As for the Temarigan Alliance, they had gracefully declined the invitation but were open for trade. And the smaller rulers either had no means to travel there or had no interest in dealing with a region so far from their motherlands.
The Osvarian Council had chosen one of the many abandoned temples at the border, and it had been redecorated by queen Panaitheia’s subjects. Statues of serpents, tall gigantic columns, a ceiling so high it almost reached the skies. There were beautiful sand fountains and waterfalls in the vast room where the celebration would take place, something that captivated both Vasarigæ and Osvarii alike.
The seats had been carefully placed, and Pygian guards prevented Vasarigæ and Osvarii from interacting. Exotic wines and floral teas were served during the grand meal. Meat of beasts they had never seen before, exotic desert fruits, exquisite fowl that melted in their mouths, and all kinds of fish caught in river Sagissa.
Once dessert was served, along with a strong brew made of roasted berry seeds, queen Panaitheia stood up.
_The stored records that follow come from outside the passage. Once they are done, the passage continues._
//! HUD state driven purely by simulation events
//!
//! The core never queries the UI; the HUD folds `GameEvent`s into whatever
//! the host overlay needs to show.

use crate::palette;
use crate::sim::GameEvent;

/// Which overlay screen should be visible
#[derive(Debug, Clone, Copy, PartialEq, Eq)]
pub enum Screen {
    Start,
    Hud,
    Pause,
    GameOver,
}

#[derive(Debug, Clone, PartialEq)]
pub struct Hud {
    pub score: u64,
    pub weapon_level: u32,
    pub shielded: bool,
    pub screen: Screen,
    /// Score shown on the game over screen
    pub final_score: Option<u64>,
}

impl Default for Hud {
    fn default() -> Self {
        Self {
            score: 0,
            weapon_level: 1,
            shielded: false,
            screen: Screen::Start,
            final_score: None,
        }
    }
}

impl Hud {
    pub fn apply(&mut self, event: &GameEvent) {
        match *event {
            GameEvent::Started => {
                *self = Self {
                    screen: Screen::Hud,
                    ..Self::default()
                };
            }
            GameEvent::Paused => self.screen = Screen::Pause,
            GameEvent::Resumed => self.screen = Screen::Hud,
            GameEvent::GameOver { score } => {
                self.screen = Screen::GameOver;
                self.final_score = Some(score);
            }
            GameEvent::ScoreChanged { score } => self.score = score,
            GameEvent::WeaponLevelChanged { level } => self.weapon_level = level,
            GameEvent::ShieldChanged { active } => self.shielded = active,
            GameEvent::Sound { .. } => {}
        }
    }

    pub fn apply_all(&mut self, events: &[GameEvent]) {
        for event in events {
            self.apply(event);
        }
    }

    /// Label for the weapon level readout
    pub fn weapon_label(&self) -> String {
        format!("LV.{}", self.weapon_level)
    }

    /// Weapon label color tier
    pub fn weapon_color(&self) -> u32 {
        match self.weapon_level {
            0..5 => palette::WHITE,
            5..10 => palette::CYAN,
            10..20 => palette::PURPLE,
            _ => palette::YELLOW,
        }
    }
}

#[cfg(test)]
mod tests {
    use super::*;

    #[test]
    fn test_session_flow() {
        let mut hud = Hud::default();
        assert_eq!(hud.screen, Screen::Start);

        hud.apply_all(&[
            GameEvent::Started,
            GameEvent::ScoreChanged { score: 12 },
            GameEvent::WeaponLevelChanged { level: 6 },
            GameEvent::Paused,
        ]);
        assert_eq!(hud.screen, Screen::Pause);
        assert_eq!(hud.score, 12);
        assert_eq!(hud.weapon_label(), "LV.6");

        hud.apply_all(&[GameEvent::Resumed, GameEvent::GameOver { score: 12 }]);
        assert_eq!(hud.screen, Screen::GameOver);
        assert_eq!(hud.final_score, Some(12));

        hud.apply(&GameEvent::Started);
        assert_eq!(hud.score, 0);
        assert_eq!(hud.final_score, None);
    }

    #[test]
    fn test_weapon_color_tiers() {
        let mut hud = Hud::default();
        let cases = [(1, palette::WHITE), (5, palette::CYAN), (10, palette::PURPLE), (20, palette::YELLOW)];
        for (level, color) in cases {
            hud.weapon_level = level;
            assert_eq!(hud.weapon_color(), color, "level {level}");
        }
    }
}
Heads turned from all corners of the room. There was no uneasiness in the air anymore. People had laughed and enjoyed themselves, and the queen had taken excellent care of them and had filled their stomachs.
“I’m so full I will explode”, jested one of the Illusionists. This was met with laughter from all corners of the room. Even queen Panaitheia granted a small smile, and the snakes on her head seemed cheerful and content.
“I am delighted to hear you enjoyed the meal, Vrai Gor-Leissa”, she said, and then addressed the entire room. “I am even more delighted to have you all here, to witness this very day in which I, Panaitheia, daughter of Xerxissa and granddaughter of Anharisia, will be crowned queen of Pygia.”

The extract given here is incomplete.